Velocity reconstruction in the era of DESI and Rubin (part I): Exploring spectroscopic, photometric hybrid samples
arxiv(2023)
摘要
Peculiar velocities of galaxies and halos can be reconstructed from their
spatial distribution alone. This technique is analogous to the baryon acoustic
oscillations (BAO) reconstruction, using the continuity equation to connect
density and velocity fields. The resulting reconstructed velocities can be used
to measure imprints of galaxy velocities on the cosmic microwave background
(CMB) like the kinematic Sunyaev-Zel'dovich (kSZ) effect or the moving lens
effect. As the precision of these measurements increases, characterizing the
performance of the velocity reconstruction becomes crucial to allow unbiased
and statistically optimal inference. In this paper, we quantify the relevant
performance metrics: the variance of the reconstructed velocities and their
correlation coefficient with the true velocities. We show that the relevant
velocities to reconstruct for kSZ and moving lens are actually the halo –
rather than galaxy – velocities. We quantify the impact of redshift-space
distortions, photometric redshift errors, satellite galaxy fraction, incorrect
cosmological parameter assumptions and smoothing scale on the reconstruction
performance.
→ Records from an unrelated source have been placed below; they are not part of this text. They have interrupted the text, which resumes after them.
//! Chain capability interface
//!
//! The statically declared surface the mint engine needs from a contract:
//! one read per field the evaluator consumes, plus the two payable entry
//! points. Implementations live outside this crate (see eth-contract-client);
//! tests use a scripted in-memory chain.

use async_trait::async_trait;
use mintgate_core::{Address, ChainError, TxError, TxHash, U256};

use crate::plan::MintPlan;

/// Capability interface over the drop contract.
///
/// Required fields fail with a [`ChainError`] when they cannot be read.
/// Optional fields return `None` when the contract does not expose them —
/// "not offered" is never conflated with a zero default.
#[async_trait]
pub trait MintChain: Send + Sync {
    /// The account mints are evaluated and submitted for, if one is
    /// configured. `None` means the chain client is read-only.
    fn caller(&self) -> Option<Address>;

    async fn total_supply(&self) -> Result<u64, ChainError>;

    async fn max_supply(&self) -> Result<u64, ChainError>;

    /// Public sale price per token, in wei.
    async fn public_sale_price(&self) -> Result<U256, ChainError>;

    /// Presale price per token, in wei. `None` when the contract exposes no
    /// presale price.
    async fn presale_price(&self) -> Result<Option<U256>, ChainError>;

    async fn public_sale_active(&self) -> Result<bool, ChainError>;

    /// `None` when the contract has no pause switch.
    async fn paused(&self) -> Result<Option<bool>, ChainError>;

    /// Per-wallet mint cap. `None` when the contract enforces none.
    async fn max_per_wallet(&self) -> Result<Option<u64>, ChainError>;

    /// Number of tokens `owner` currently holds.
    async fn balance_of(&self, owner: Address) -> Result<u64, ChainError>;

    /// Whether `account` is on the presale allowlist. `None` when the
    /// contract exposes no allowlist query.
    async fn presale_access(&self, account: Address) -> Result<Option<bool>, ChainError>;

    /// Collection name, for display. `None` on any failure — display reads
    /// never block minting.
    async fn collection_name(&self) -> Option<String>;

    /// Collection symbol, for display.
    async fn collection_symbol(&self) -> Option<String>;

    /// Submit a mint plan as a payable call. Resolves with the transaction
    /// hash once the node has accepted the transaction; inclusion is not
    /// awaited here.
    async fn submit(&self, plan: &MintPlan) -> Result<TxHash, TxError>;
}
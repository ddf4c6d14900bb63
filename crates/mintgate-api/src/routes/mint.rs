//! Mint endpoints: preview, submit, session status, reset

use axum::{
    extract::State,
    http::StatusCode,
    routing::{get, post},
    Json, Router,
};

use nft_drop::{build_plan, evaluate, fetch_snapshot, MintChain, SessionError, Verdict};

use crate::dto::{ApiError, MintPreviewRequest, MintPreviewResponse, MintRequest, SessionResponse};
use crate::AppState;

type ApiResult<T> = Result<Json<T>, (StatusCode, Json<ApiError>)>;

/// Create mint routes
pub fn router() -> Router<AppState> {
    Router::new()
        .route("/preview", post(preview))
        .route("/", post(request_mint))
        .route("/status", get(status))
        .route("/reset", post(reset))
}

/// POST /mint/preview - Evaluate eligibility and price without submitting
pub async fn preview(
    State(state): State<AppState>,
    Json(request): Json<MintPreviewRequest>,
) -> ApiResult<MintPreviewResponse> {
    if request.quantity == 0 {
        return Err((
            StatusCode::BAD_REQUEST,
            Json(ApiError::bad_request("Quantity must be at least 1")),
        ));
    }

    let caller = state.chain().caller().ok_or_else(|| {
        (
            StatusCode::SERVICE_UNAVAILABLE,
            Json(ApiError::new(
                "no_caller",
                "No minting account configured on this endpoint",
            )),
        )
    })?;

    let snapshot = fetch_snapshot(state.chain(), caller).await.map_err(|e| {
        (
            StatusCode::SERVICE_UNAVAILABLE,
            Json(ApiError::new("chain_error", e.to_string())),
        )
    })?;

    match evaluate(&snapshot, request.quantity) {
        Verdict::Denied(reason) => Ok(Json(MintPreviewResponse::denied(
            reason.error_code(),
            reason.to_string(),
        ))),
        Verdict::Allowed(allowance) => {
            let plan =
                build_plan(&allowance, snapshot.caller, request.quantity).map_err(|e| {
                    (
                        StatusCode::UNPROCESSABLE_ENTITY,
                        Json(ApiError::new("value_overflow", e.to_string())),
                    )
                })?;

            Ok(Json(MintPreviewResponse {
                can_execute: true,
                uses_presale: allowance.uses_presale,
                price_per_unit_wei: allowance.price_per_unit.to_string(),
                total_wei: plan.value.to_string(),
                error_code: None,
                error: None,
            }))
        }
    }
}

/// POST /mint - Run one mint attempt to its terminal phase
pub async fn request_mint(
    State(state): State<AppState>,
    Json(request): Json<MintRequest>,
) -> ApiResult<SessionResponse> {
    let outcome = state
        .session()
        .request_mint(request.quantity)
        .await
        .map_err(session_error)?;

    Ok(Json(SessionResponse::from(outcome)))
}

/// GET /mint/status - Current phase of the session's mint attempt
pub async fn status(State(state): State<AppState>) -> Json<SessionResponse> {
    Json(SessionResponse::from(state.session().phase().await))
}

/// POST /mint/reset - Clear a terminal phase back to idle
pub async fn reset(State(state): State<AppState>) -> ApiResult<SessionResponse> {
    let phase = state.session().reset().await.map_err(session_error)?;
    Ok(Json(SessionResponse::from(phase)))
}

fn session_error(error: SessionError) -> (StatusCode, Json<ApiError>) {
    let (status, code) = match error {
        SessionError::InvalidQuantity => (StatusCode::BAD_REQUEST, "invalid_quantity"),
        SessionError::AttemptInProgress => (StatusCode::CONFLICT, "attempt_in_progress"),
        SessionError::NotIdle => (StatusCode::CONFLICT, "session_not_idle"),
        SessionError::ResetWhileSubmitting => (StatusCode::CONFLICT, "attempt_in_progress"),
    };
    (status, Json(ApiError::new(code, error.to_string())))
}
We also investigate hybrid reconstruction methods, where
velocities inferred from spectroscopic samples are evaluated at the positions
of denser photometric samples. We find that using exclusively the photometric
sample is better than performing a hybrid analysis. The 2 Gpc/h length
simulations from AbacusSummit with realistic galaxy samples for DESI and Rubin
LSST allow us to perform this analysis in a controlled setting. In the
companion paper Hadzhiyska et al. 2024, we further include the effects of
evolution along the light cone and give realistic performance estimates for
DESI luminous red galaxies (LRGs), emission line galaxies (ELGs), and Rubin
LSST-like samples.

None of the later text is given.